_Work to complete_: Scan the entries below for the word "Result". Copy out every line in which it occurs.

_Dataset entries_:
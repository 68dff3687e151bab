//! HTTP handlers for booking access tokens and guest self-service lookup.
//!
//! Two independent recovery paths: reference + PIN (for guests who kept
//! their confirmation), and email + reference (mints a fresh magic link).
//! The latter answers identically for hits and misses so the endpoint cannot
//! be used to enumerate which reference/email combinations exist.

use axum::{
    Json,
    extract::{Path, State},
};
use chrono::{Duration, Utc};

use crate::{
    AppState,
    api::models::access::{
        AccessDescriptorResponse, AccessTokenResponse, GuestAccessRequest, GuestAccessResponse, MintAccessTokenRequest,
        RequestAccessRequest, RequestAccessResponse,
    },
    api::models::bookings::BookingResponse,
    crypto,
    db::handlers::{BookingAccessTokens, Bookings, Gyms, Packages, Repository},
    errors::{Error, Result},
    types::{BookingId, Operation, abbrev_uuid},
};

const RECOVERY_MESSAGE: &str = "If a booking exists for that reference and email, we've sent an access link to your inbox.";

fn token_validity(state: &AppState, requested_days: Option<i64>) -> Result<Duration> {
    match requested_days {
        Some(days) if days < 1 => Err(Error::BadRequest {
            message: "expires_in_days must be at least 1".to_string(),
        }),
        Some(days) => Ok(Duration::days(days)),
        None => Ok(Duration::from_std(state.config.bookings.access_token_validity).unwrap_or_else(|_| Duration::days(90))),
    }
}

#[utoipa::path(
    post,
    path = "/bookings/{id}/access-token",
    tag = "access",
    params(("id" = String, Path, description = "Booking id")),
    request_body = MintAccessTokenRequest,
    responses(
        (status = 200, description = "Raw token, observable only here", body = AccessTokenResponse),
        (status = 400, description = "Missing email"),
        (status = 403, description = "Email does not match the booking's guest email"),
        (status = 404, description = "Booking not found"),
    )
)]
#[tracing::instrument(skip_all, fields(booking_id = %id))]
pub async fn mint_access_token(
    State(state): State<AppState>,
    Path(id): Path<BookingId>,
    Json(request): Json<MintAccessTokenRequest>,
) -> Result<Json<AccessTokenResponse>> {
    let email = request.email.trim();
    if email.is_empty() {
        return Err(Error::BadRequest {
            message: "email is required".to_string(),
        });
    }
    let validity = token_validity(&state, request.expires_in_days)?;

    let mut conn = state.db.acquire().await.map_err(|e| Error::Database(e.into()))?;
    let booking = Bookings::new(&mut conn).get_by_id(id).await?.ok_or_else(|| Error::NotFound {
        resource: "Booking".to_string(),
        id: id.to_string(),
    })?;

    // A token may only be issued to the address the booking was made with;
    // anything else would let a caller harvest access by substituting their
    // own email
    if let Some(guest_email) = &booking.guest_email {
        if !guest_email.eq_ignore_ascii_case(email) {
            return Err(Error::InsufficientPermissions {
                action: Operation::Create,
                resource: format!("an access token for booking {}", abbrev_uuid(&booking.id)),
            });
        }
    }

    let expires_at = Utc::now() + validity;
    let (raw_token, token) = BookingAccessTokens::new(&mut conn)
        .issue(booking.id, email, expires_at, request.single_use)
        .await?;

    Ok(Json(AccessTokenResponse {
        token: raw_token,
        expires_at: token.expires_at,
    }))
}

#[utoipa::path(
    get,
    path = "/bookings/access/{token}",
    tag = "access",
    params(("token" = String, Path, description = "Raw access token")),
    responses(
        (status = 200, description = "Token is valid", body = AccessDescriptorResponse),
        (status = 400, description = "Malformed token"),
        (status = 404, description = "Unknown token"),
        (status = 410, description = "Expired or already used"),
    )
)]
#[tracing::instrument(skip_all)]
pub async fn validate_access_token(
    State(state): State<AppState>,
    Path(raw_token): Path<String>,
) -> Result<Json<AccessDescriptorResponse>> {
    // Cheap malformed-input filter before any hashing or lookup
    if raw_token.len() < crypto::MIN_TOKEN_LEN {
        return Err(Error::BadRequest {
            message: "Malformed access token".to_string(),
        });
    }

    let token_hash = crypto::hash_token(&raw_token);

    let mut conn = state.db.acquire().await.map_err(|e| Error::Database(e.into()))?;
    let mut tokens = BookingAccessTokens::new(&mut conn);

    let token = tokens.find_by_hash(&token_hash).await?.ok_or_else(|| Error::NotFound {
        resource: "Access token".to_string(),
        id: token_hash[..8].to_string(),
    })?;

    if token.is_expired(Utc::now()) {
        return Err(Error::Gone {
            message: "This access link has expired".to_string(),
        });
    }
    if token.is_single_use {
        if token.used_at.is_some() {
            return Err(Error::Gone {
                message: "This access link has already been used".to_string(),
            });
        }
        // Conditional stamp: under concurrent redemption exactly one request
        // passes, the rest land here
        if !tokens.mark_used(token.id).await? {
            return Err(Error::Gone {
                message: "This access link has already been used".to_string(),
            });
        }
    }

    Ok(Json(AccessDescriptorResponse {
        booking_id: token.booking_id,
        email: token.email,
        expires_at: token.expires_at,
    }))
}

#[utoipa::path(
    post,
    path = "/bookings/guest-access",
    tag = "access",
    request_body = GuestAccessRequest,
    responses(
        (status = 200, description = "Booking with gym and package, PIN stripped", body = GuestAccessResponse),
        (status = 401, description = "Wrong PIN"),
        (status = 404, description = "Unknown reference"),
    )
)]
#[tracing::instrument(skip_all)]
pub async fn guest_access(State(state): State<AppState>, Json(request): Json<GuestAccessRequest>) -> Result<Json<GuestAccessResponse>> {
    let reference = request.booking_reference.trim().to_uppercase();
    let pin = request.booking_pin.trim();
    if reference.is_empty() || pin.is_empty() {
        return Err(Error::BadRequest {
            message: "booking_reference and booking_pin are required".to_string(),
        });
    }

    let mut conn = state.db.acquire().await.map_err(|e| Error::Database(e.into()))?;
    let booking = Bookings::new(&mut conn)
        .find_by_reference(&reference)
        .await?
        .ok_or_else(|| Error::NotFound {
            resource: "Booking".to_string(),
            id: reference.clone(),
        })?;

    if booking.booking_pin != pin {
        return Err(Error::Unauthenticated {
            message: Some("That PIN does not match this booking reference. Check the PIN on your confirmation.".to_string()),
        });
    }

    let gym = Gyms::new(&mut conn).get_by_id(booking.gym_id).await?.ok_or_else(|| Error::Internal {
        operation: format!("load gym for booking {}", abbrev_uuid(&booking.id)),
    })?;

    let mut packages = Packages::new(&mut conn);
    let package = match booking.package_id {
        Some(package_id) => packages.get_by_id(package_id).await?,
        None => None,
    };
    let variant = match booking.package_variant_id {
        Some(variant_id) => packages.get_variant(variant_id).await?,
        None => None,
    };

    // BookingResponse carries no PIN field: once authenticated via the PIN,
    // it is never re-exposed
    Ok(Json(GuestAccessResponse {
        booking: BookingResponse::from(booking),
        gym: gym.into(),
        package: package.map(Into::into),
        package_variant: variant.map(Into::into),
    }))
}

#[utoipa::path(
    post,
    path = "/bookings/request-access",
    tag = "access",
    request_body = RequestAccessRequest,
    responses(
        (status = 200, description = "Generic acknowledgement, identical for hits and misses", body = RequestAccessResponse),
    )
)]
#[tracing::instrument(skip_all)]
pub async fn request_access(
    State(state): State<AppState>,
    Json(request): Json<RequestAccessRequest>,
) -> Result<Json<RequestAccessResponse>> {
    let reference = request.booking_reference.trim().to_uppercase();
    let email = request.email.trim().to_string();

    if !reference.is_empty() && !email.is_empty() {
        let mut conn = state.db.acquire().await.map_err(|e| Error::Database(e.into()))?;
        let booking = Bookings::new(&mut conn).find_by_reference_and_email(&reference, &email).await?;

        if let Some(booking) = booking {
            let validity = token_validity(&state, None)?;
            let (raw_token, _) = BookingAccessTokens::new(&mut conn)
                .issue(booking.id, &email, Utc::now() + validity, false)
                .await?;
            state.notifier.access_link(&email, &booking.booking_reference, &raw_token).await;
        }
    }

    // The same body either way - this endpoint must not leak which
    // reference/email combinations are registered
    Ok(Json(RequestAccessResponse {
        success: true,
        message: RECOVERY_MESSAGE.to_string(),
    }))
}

_Solution for this exercise_:
    errors::{Error, Result},
fn token_validity(state: &AppState, requested_days: Option<i64>) -> Result<Duration> {
) -> Result<Json<AccessTokenResponse>> {
) -> Result<Json<AccessDescriptorResponse>> {
pub async fn guest_access(State(state): State<AppState>, Json(request): Json<GuestAccessRequest>) -> Result<Json<GuestAccessResponse>> {
) -> Result<Json<RequestAccessResponse>> {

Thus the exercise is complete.